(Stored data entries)
>>

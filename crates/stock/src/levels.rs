//! Stock level counters and adjustment kinds.

use rust_decimal::Decimal;
use serde::{Deserialize, Serialize};

/// Available and reserved quantities for a single ingredient.
///
/// Both counters are independently non-negative. Reserved stock is still
/// owned by the kitchen but earmarked for confirmed orders; it is not
/// part of what can be promised to new orders.
#[derive(Debug, Clone, Copy, PartialEq, Eq, Default, Serialize, Deserialize)]
pub struct StockLevels {
    /// Quantity on hand and not held for any order.
    pub available: Decimal,
    /// Quantity held for confirmed orders.
    pub reserved: Decimal,
}

impl StockLevels {
    /// Creates levels with the given available quantity and nothing reserved.
    pub fn with_available(available: Decimal) -> Self {
        Self {
            available,
            reserved: Decimal::ZERO,
        }
    }
}

impl std::fmt::Display for StockLevels {
    fn fmt(&self, f: &mut std::fmt::Formatter<'_>) -> std::fmt::Result {
        write!(f, "available={}, reserved={}", self.available, self.reserved)
    }
}

/// The kind of a stock adjustment transaction.
#[derive(Debug, Clone, Copy, PartialEq, Eq, Serialize, Deserialize)]
#[serde(rename_all = "snake_case")]
pub enum AdjustmentKind {
    /// New stock purchased; adds to available.
    Purchase,
    /// Stock consumed in the kitchen; subtracts from available.
    Consumption,
    /// Stock spoiled or discarded; subtracts from available.
    Wastage,
    /// Manual count correction; sets available to an exact value.
    Manual,
}

impl AdjustmentKind {
    /// Returns the kind name as a string.
    pub fn as_str(&self) -> &'static str {
        match self {
            AdjustmentKind::Purchase => "purchase",
            AdjustmentKind::Consumption => "consumption",
            AdjustmentKind::Wastage => "wastage",
            AdjustmentKind::Manual => "manual",
        }
    }
}

impl std::fmt::Display for AdjustmentKind {
    fn fmt(&self, f: &mut std::fmt::Formatter<'_>) -> std::fmt::Result {
        write!(f, "{}", self.as_str())
    }
}
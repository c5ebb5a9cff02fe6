//! Order listing queries and pages.

use chrono::NaiveDate;
use common::CustomerId;
use domain::{Order, OrderStatus};
use serde::{Deserialize, Serialize};

use crate::cursor::{SortField, SortOrder};

/// Default page size for order listing.
pub const DEFAULT_LIMIT: usize = 20;
/// Upper bound on page size.
pub const MAX_LIMIT: usize = 100;

/// Filters, sorting, and paging for order listing.
#[derive(Debug, Clone, Default, Deserialize)]
pub struct OrderListQuery {
    pub status: Option<OrderStatus>,
    pub customer_id: Option<CustomerId>,
    /// Inclusive lower bound on the event date.
    pub event_from: Option<NaiveDate>,
    /// Inclusive upper bound on the event date.
    pub event_to: Option<NaiveDate>,
    #[serde(default)]
    pub sort_by: SortField,
    #[serde(default)]
    pub sort_order: SortOrder,
    pub limit: Option<usize>,
    /// Opaque cursor from a previous page.
    pub cursor: Option<String>,
}

impl OrderListQuery {
    /// Creates an unfiltered query with defaults.
    pub fn new() -> Self {
        Self::default()
    }

    /// Filters by status.
    pub fn status(mut self, status: OrderStatus) -> Self {
        self.status = Some(status);
        self
    }

    /// Filters by customer.
    pub fn customer(mut self, customer_id: CustomerId) -> Self {
        self.customer_id = Some(customer_id);
        self
    }

    /// Restricts to events on or after the given date.
    pub fn event_from(mut self, date: NaiveDate) -> Self {
        self.event_from = Some(date);
        self
    }

    /// Restricts to events on or before the given date.
    pub fn event_to(mut self, date: NaiveDate) -> Self {
        self.event_to = Some(date);
        self
    }

    /// Sets the sort column.
    pub fn sort_by(mut self, field: SortField) -> Self {
        self.sort_by = field;
        self
    }

    /// Sets the sort direction.
    pub fn sort_order(mut self, order: SortOrder) -> Self {
        self.sort_order = order;
        self
    }

    /// Sets the page size.
    pub fn limit(mut self, limit: usize) -> Self {
        self.limit = Some(limit);
        self
    }

    /// Resumes after the given cursor.
    pub fn after(mut self, cursor: impl Into<String>) -> Self {
        self.cursor = Some(cursor.into());
        self
    }

    /// The effective page size, clamped to `1..=MAX_LIMIT`.
    pub fn effective_limit(&self) -> usize {
        self.limit.unwrap_or(DEFAULT_LIMIT).clamp(1, MAX_LIMIT)
    }

    /// Returns true if an order passes the query's filters.
    pub fn matches(&self, order: &Order) -> bool {
        if let Some(status) = self.status
            && order.status != status
        {
            return false;
        }
        if let Some(customer_id) = self.customer_id
            && order.customer_id != customer_id
        {
            return false;
        }
        if let Some(from) = self.event_from
            && order.event_date < from
        {
            return false;
        }
        if let Some(to) = self.event_to
            && order.event_date > to
        {
            return false;
        }
        true
    }
}

/// One page of an order listing.
#[derive(Debug, Clone, Serialize)]
pub struct OrderPage {
    pub data: Vec<Order>,
    /// Cursor resuming after the last row, present when `has_more`.
    pub next_cursor: Option<String>,
    pub has_more: bool,
}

<<

## Try it
Provide only the number of lines above that contain the word "AdjustmentKind".

## Solved exercise
7